Only lines with the word "bool" belong in the answer; copy them from the records below.

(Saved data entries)
Content starts

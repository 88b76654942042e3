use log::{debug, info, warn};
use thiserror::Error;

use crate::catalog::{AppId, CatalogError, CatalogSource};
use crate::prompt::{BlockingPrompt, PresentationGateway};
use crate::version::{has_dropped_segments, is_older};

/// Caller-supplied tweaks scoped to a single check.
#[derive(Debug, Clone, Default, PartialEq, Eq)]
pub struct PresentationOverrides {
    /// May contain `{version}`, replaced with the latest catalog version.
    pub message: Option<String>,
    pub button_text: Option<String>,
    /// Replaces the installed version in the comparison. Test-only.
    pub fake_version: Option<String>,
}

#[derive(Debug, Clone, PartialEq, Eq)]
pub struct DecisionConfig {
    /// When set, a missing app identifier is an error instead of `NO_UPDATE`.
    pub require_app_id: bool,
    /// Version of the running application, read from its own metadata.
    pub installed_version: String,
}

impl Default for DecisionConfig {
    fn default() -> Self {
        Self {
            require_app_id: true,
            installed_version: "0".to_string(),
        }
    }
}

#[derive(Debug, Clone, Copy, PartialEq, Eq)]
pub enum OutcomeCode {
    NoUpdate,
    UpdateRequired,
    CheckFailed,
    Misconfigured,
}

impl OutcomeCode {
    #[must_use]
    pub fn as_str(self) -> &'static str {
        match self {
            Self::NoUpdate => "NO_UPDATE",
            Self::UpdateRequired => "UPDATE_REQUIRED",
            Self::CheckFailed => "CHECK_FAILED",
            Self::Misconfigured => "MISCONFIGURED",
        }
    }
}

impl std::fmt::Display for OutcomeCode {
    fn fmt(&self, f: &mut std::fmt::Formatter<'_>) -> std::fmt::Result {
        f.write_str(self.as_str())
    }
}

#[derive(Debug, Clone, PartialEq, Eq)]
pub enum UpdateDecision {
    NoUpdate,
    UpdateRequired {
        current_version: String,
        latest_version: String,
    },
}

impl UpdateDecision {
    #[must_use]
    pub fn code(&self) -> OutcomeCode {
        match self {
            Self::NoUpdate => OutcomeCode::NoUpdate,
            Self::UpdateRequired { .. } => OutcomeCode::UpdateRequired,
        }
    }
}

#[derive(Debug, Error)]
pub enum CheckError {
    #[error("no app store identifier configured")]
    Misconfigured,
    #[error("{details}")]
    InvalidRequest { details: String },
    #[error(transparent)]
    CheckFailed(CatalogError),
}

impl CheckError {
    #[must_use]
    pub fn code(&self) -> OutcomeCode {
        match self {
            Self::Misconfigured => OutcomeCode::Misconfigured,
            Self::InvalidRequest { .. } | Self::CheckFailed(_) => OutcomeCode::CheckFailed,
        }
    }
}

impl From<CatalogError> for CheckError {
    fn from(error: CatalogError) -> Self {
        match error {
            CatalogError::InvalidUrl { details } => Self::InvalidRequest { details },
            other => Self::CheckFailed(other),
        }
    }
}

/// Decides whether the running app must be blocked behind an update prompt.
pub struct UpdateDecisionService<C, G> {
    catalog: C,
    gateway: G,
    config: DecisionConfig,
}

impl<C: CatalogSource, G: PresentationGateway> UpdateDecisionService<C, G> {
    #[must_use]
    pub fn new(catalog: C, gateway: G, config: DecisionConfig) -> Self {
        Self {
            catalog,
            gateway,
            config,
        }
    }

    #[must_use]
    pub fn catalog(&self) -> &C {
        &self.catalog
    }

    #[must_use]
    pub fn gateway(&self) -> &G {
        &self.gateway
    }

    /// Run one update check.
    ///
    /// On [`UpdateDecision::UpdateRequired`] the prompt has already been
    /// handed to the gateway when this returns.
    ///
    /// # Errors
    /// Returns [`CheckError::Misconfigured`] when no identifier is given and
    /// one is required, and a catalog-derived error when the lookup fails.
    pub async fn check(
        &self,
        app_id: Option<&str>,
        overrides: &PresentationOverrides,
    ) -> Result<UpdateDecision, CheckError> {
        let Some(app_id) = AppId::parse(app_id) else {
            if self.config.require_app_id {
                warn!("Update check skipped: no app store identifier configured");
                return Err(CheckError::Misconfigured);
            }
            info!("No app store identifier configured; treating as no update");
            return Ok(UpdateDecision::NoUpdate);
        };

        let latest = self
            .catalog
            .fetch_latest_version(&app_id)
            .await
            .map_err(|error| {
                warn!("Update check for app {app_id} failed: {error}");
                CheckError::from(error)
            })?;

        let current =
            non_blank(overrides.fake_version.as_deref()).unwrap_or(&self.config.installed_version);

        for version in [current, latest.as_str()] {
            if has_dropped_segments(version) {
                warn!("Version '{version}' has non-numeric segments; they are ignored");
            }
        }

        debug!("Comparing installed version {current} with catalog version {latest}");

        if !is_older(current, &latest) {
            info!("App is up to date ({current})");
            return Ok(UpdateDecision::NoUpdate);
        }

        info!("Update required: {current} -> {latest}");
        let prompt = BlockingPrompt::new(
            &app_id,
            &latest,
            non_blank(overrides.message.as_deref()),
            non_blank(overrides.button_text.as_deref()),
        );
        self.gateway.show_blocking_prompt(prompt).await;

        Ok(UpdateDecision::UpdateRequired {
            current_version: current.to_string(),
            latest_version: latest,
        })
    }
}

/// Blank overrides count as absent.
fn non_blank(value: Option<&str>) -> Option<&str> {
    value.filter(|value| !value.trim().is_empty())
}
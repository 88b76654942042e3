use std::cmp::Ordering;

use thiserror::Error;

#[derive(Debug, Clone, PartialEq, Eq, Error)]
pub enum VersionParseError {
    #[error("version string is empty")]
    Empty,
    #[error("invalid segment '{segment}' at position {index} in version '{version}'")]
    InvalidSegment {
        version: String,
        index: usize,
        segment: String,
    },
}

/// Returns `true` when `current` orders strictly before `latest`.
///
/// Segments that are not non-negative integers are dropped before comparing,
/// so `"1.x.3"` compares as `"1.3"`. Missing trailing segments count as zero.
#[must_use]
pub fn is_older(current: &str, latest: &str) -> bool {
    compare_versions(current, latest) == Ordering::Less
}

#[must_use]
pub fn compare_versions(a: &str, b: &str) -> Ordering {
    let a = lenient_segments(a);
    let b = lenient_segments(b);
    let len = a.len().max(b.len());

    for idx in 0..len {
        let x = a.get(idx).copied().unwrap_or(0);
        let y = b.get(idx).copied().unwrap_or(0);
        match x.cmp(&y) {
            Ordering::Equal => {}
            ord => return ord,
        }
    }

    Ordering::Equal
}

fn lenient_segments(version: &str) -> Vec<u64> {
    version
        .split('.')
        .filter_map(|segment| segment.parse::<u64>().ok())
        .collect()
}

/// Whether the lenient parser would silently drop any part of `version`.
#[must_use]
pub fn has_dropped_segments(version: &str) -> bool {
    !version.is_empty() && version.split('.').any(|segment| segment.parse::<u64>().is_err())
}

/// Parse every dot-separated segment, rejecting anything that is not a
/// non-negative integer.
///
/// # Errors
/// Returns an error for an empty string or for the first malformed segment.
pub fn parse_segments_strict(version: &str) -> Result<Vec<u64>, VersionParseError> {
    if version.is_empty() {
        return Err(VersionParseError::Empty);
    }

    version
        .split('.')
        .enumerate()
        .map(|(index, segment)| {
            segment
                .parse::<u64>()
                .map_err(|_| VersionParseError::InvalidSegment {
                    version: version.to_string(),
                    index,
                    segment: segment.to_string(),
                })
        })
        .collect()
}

Content ends

- _Solution to this task_:
    pub require_app_id: bool,
pub fn is_older(current: &str, latest: &str) -> bool {
pub fn has_dropped_segments(version: &str) -> bool {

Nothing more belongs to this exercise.